Valerie André was ten years old in 1932 when she was armed with a congratulatory bouquet, she received the hero pilot Maris Hills At Strasbourg Airport in France.
She was already committed to becoming a doctor, an ambitious professional goal for a young woman at the time. But she received warmly when she gave the flowers to Mrs. Hillsz, who just completed a round and forth trip in a record race between Paris and Sigon, to the point that she adhered to herself to another huge goal: she decided to become a pilot of the plane.
Valerie André only followed both professions; I flourished in it. She became a brain surgeon, umbrella science and a helicopter who was said to be the first woman to fly rescue missions in the combat areas of any military force. She was also the first French woman to win the title of general and was a five -time winner in Croix de Guerre, for courage in India and Algeria.
Dr. André died on January 21 in Issi-Bus Molinho, a suburb of Paris. It was 102.
“Everything began with a 10 -year -old girl, who is flying like a star,” said Olivia Bencho, a spokeswoman for the French Ministry of Defense, in announcing the death on social media. “I worked with the design to ensure that the armed forces have opened the specialties of women like those of the fighting pilot.”

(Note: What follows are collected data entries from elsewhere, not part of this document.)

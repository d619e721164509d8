//! Error types for hybrid-shuffle.

use std::path::PathBuf;
use thiserror::Error;

use crate::partition::{PartitionState, ResultPartitionId};

/// Result type alias for hybrid-shuffle operations.
pub type Result<T> = std::result::Result<T, ShuffleError>;

/// Main error type for hybrid-shuffle operations.
#[derive(Error, Debug)]
pub enum ShuffleError {
    #[error("Cannot {operation} result partition in state {state}")]
    IllegalState {
        operation: &'static str,
        state: PartitionState,
    },

    #[error("Subpartition index {index} out of range [0, {num_subpartitions})")]
    SubpartitionOutOfRange {
        index: usize,
        num_subpartitions: usize,
    },

    #[error("A view has already been created for subpartition {subpartition}")]
    ViewAlreadyCreated { subpartition: usize },

    #[error("Result partition owning subpartition {subpartition} has been released")]
    PartitionReleased { subpartition: usize },

    #[error("Buffer pool has been destroyed")]
    BufferPoolDestroyed,

    #[error("Insufficient segments: required {required}, available {available}")]
    InsufficientSegments { required: usize, available: usize },

    #[error("Failed to read buffer {sequence} of subpartition {subpartition}: {details}")]
    ReadFailed {
        subpartition: usize,
        sequence: u64,
        details: String,
    },

    #[error("Result partition {id} is already registered")]
    PartitionAlreadyRegistered { id: ResultPartitionId },

    #[error("Result partition {id} not found")]
    PartitionNotFound { id: ResultPartitionId },

    #[error("Event of {size} bytes does not fit a buffer of {limit} bytes")]
    EventTooLarge { size: usize, limit: usize },

    #[error("Invalid configuration: {0}")]
    InvalidConfiguration(String),

    #[error("Data corruption detected: {0}")]
    DataCorruption(String),

    #[error("IO error at path {path:?}: {source}")]
    IoWithPath {
        path: PathBuf,
        #[source]
        source: std::io::Error,
    },

    #[error("IO error: {0}")]
    Io(#[from] std::io::Error),

    #[error("JSON serialization error: {0}")]
    Json(#[from] serde_json::Error),

    #[error("Bincode serialization error: {0}")]
    Bincode(#[from] bincode::Error),

    #[error("Channel send error for {channel}")]
    ChannelSend { channel: String },

    #[error("IO executor has been shut down")]
    ExecutorShutDown,
}

impl<T> From<crossbeam_channel::SendError<T>> for ShuffleError {
    fn from(err: crossbeam_channel::SendError<T>) -> Self {
        ShuffleError::ChannelSend {
            channel: format!("{:?}", err),
        }
    }
}

impl ShuffleError {
    /// Returns true for misuse errors raised against a partition in the wrong lifecycle state.
    pub fn is_illegal_state(&self) -> bool {
        matches!(
            self,
            ShuffleError::IllegalState { .. } | ShuffleError::PartitionReleased { .. }
        )
    }
}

This announcement did not say whether any family members were directly survived.
In 120 combat missions in the early fifties of the twentieth century in the dense forests and the integrated rice field in India, the French were trying without success to start the Communist gangs. That is the soldiers of the times, when there was space on waste on a single -seat helicopter.
Later, it converted 365 missions into combat areas in North Africa, where the Algerians were looking for independence from France. In 1976, she was promoted to a year, the first woman to rise to that rank in the French army.
But while her tournament was celebrated at home and wrote notes in French, her exploits were not known abroad – at least until recently.
It was the subject of a 2021 documentary, Madame Le Jenal, and a book in English, “Heroic hero: Valerie André-wounds, the pioneer of the pilot rescue, and her courage under fire”, written by Charles Morgan Evans, flight, dated flight, published in 2023.
Valerie Collin André was born on April 21, 1922, in Strasbourg, in the Alzas region in northeastern France near the German border. Her father taught music at the Sons Secondary School. Her mother encouraged her four daughters to follow the same opportunities for higher education that was available to her five children.
Dr. Andrei will promote this agenda throughout her career.
“She considered that every woman has the ability to choose her life, even if this choice requires more perseverance than the man,” Mr. Evans quoted as saying.
When she decided to immerse her passion for both medicine and aviation, I studied students in French and mathematics to pay the price of airline. She got her pilot license when she was sixteen years old.
Two years later, in 1940, the Germans invaded. She fled from Al-Alzas-first to southwestern France, where the University of Strasbourg had cut off, then to Nazi Paris, where she continued her studies in the Sorbonne.
While most women who study medicine in France at the time have been transferred to pediatrics, gynecology, or public health, they specialized in neuroscience. She obtained a medical certificate in 1948, when she was twenty -six years old.
“At the end of my medical studies, the dean of the College of Medicine told us that the army in Indochy did not have enough doctors.” vertical In 2017, suggested that you join the army.
While working as a surgeon, she saw a helicopter in Sigon in early 1950 and persuaded her superiors that they were the wounded from combat areas to hospitals by Chopper would be better than umbrellas, which she did, to treat them on the ground. She later told Smithsonian News that the soldiers were stunned when they saw “a girl, from all things, fall from the sky.”
She returned to France for preliminary training, and underwent more training in Vietnam starting in October, then began to drive the first helicopter flights in early 1952.
According to the Air Museum and National Space at the Smithsonian Institute, she was one of the 12 first women in the world to have a helicopter classification and the first woman to fly a helicopter to combat areas.
In 1953, after surviving a crash, she returned to France, where she established medical units in military helicopters. In 1957, she was published in Algeria, where she recorded hundreds of rescue missions before returning home in 1962.
As an army physician and a member of a presidential committee, she pressed an unspecified way to give women a more active role in the army. In 1981 she retired as a general medical inspector.
Before moving to a retirement house in Issa-Lils-Molinho, who was near Hilibort Paris, Dr. André lived on the upper floor of a six-storey building nearby.
“I wanted a lot of heaven,” she said.
Because she was a little woman – her weight was less than 100 pounds – a helicopter can accommodate her with a Red Cross emblem with a slide. Before flying alone, she was trained by Air Force Colonel, Alexis Santini. In 1963, he married him.
Before his death in 1997, he surpassed him.